▶ YOUR TASK:
Out of the entries that follow, copy each line containing "derive".

▶ MATERIAL TO PROCESS:

● ● ● ● ● ● ●

//! Framebuffer and style types for terminal rendering.

/// 24-bit RGB color.
#[derive(Debug, Clone, Copy, PartialEq, Eq, Default)]
pub struct Rgb {
    pub r: u8,
    pub g: u8,
    pub b: u8,
}

impl Rgb {
    pub const fn new(r: u8, g: u8, b: u8) -> Self {
        Self { r, g, b }
    }
}

/// Minimal per-cell styling.
#[derive(Debug, Clone, Copy, PartialEq, Eq)]
pub struct CellStyle {
    pub fg: Rgb,
    pub bg: Rgb,
    pub bold: bool,
    pub dim: bool,
}

impl CellStyle {
    pub const fn fg(fg: Rgb) -> Self {
        Self {
            fg,
            bg: Rgb::new(0, 0, 0),
            bold: false,
            dim: false,
        }
    }

    pub const fn bold(self) -> Self {
        Self { bold: true, ..self }
    }

    pub const fn dim(self) -> Self {
        Self { dim: true, ..self }
    }

    pub const fn on(self, bg: Rgb) -> Self {
        Self { bg, ..self }
    }

    pub const fn cell(self, ch: char) -> Cell {
        Cell { ch, style: self }
    }
}

impl Default for CellStyle {
    fn default() -> Self {
        Self::fg(Rgb::new(220, 220, 220))
    }
}

/// A single terminal cell.
#[derive(Debug, Clone, Copy, PartialEq, Eq)]
pub struct Cell {
    pub ch: char,
    pub style: CellStyle,
}

impl Default for Cell {
    fn default() -> Self {
        CellStyle::default().cell(' ')
    }
}

/// 2D framebuffer of styled character cells.
#[derive(Debug, Clone, PartialEq, Eq)]
pub struct FrameBuffer {
    width: u16,
    height: u16,
    cells: Vec<Cell>,
}

impl FrameBuffer {
    pub fn new(width: u16, height: u16) -> Self {
        let len = (width as usize) * (height as usize);
        Self {
            width,
            height,
            cells: vec![Cell::default(); len],
        }
    }

    pub fn width(&self) -> u16 {
        self.width
    }

    pub fn height(&self) -> u16 {
        self.height
    }

    /// Resize the framebuffer.
    ///
    /// This preserves the underlying allocation when possible.
    pub fn resize(&mut self, width: u16, height: u16) {
        if self.width == width && self.height == height {
            return;
        }
        self.width = width;
        self.height = height;
        let len = (width as usize) * (height as usize);
        self.cells.resize(len, Cell::default());
    }

    pub fn cells(&self) -> &[Cell] {
        &self.cells
    }

    #[inline(always)]
    fn idx(&self, x: u16, y: u16) -> Option<usize> {
        if x >= self.width || y >= self.height {
            return None;
        }
        Some((y as usize) * (self.width as usize) + (x as usize))
    }

    pub fn get(&self, x: u16, y: u16) -> Option<Cell> {
        self.idx(x, y).map(|i| self.cells[i])
    }

    pub fn set(&mut self, x: u16, y: u16, cell: Cell) {
        if let Some(i) = self.idx(x, y) {
            self.cells[i] = cell;
        }
    }

    pub fn clear(&mut self, cell: Cell) {
        self.cells.fill(cell);
    }

    pub fn put_char(&mut self, x: u16, y: u16, ch: char, style: CellStyle) {
        self.set(x, y, Cell { ch, style });
    }

    /// Write `s` starting at `(x, y)`, clipped at the right edge.
    /// Returns the column after the last written character.
    pub fn put_str(&mut self, x: u16, y: u16, s: &str, style: CellStyle) -> u16 {
        let mut cx = x;
        for ch in s.chars() {
            if cx >= self.width {
                break;
            }
            self.put_char(cx, y, ch, style);
            cx += 1;
        }
        cx
    }

    /// Write a decimal number without allocating.
    pub fn put_u32(&mut self, x: u16, y: u16, value: u32, style: CellStyle) -> u16 {
        let mut digits = [0u8; 10];
        let mut n = value;
        let mut len = 0;
        loop {
            digits[len] = b'0' + (n % 10) as u8;
            len += 1;
            n /= 10;
            if n == 0 {
                break;
            }
        }

        let mut cx = x;
        for &d in digits[..len].iter().rev() {
            self.put_char(cx, y, d as char, style);
            cx = cx.saturating_add(1);
        }
        cx
    }

    /// Write `s` horizontally centered within `[x, x + w)`.
    pub fn put_str_centered(&mut self, x: u16, w: u16, y: u16, s: &str, style: CellStyle) {
        let len = s.chars().count() as u16;
        let start = x.saturating_add(w.saturating_sub(len) / 2);
        self.put_str(start, y, s, style);
    }

    pub fn fill_rect(&mut self, x: u16, y: u16, w: u16, h: u16, ch: char, style: CellStyle) {
        for dy in 0..h {
            for dx in 0..w {
                self.put_char(x.saturating_add(dx), y.saturating_add(dy), ch, style);
            }
        }
    }

    /// Characters of row `y`, for assertions and debugging.
    pub fn row_text(&self, y: u16) -> String {
        (0..self.width)
            .filter_map(|x| self.get(x, y))
            .map(|cell| cell.ch)
            .collect()
    }

    /// Every row joined with newlines.
    pub fn text(&self) -> String {
        let mut all = String::with_capacity((self.width as usize + 1) * self.height as usize);
        for y in 0..self.height {
            all.push_str(&self.row_text(y));
            all.push('\n');
        }
        all
    }
}

#[cfg(test)]
mod tests {
    use super::*;

    #[test]
    fn test_put_str_clips_at_right_edge() {
        let mut fb = FrameBuffer::new(4, 1);
        let end = fb.put_str(1, 0, "hello", CellStyle::default());
        assert_eq!(fb.row_text(0), " hel");
        assert_eq!(end, 4);
    }

    #[test]
    fn test_put_u32() {
        let mut fb = FrameBuffer::new(12, 2);
        fb.put_u32(0, 0, 0, CellStyle::default());
        fb.put_u32(0, 1, 4_294_967_295, CellStyle::default());
        assert_eq!(fb.row_text(0).trim_end(), "0");
        assert_eq!(fb.row_text(1).trim_end(), "4294967295");
    }

    #[test]
    fn test_put_str_centered() {
        let mut fb = FrameBuffer::new(10, 1);
        fb.put_str_centered(0, 10, 0, "ab", CellStyle::default());
        assert_eq!(fb.row_text(0), "    ab    ");
    }

    #[test]
    fn test_resize_keeps_default_cells() {
        let mut fb = FrameBuffer::new(2, 2);
        fb.put_char(0, 0, 'x', CellStyle::default());
        fb.resize(3, 3);
        assert_eq!(fb.cells().len(), 9);
        assert_eq!(fb.get(2, 2), Some(Cell::default()));
        assert_eq!(fb.get(3, 0), None);
    }
}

● ● ● ● ● ● ●

▶ OUTPUT OF THE TASK:
#[derive(Debug, Clone, Copy, PartialEq, Eq, Default)]
#[derive(Debug, Clone, Copy, PartialEq, Eq)]
#[derive(Debug, Clone, Copy, PartialEq, Eq)]
#[derive(Debug, Clone, PartialEq, Eq)]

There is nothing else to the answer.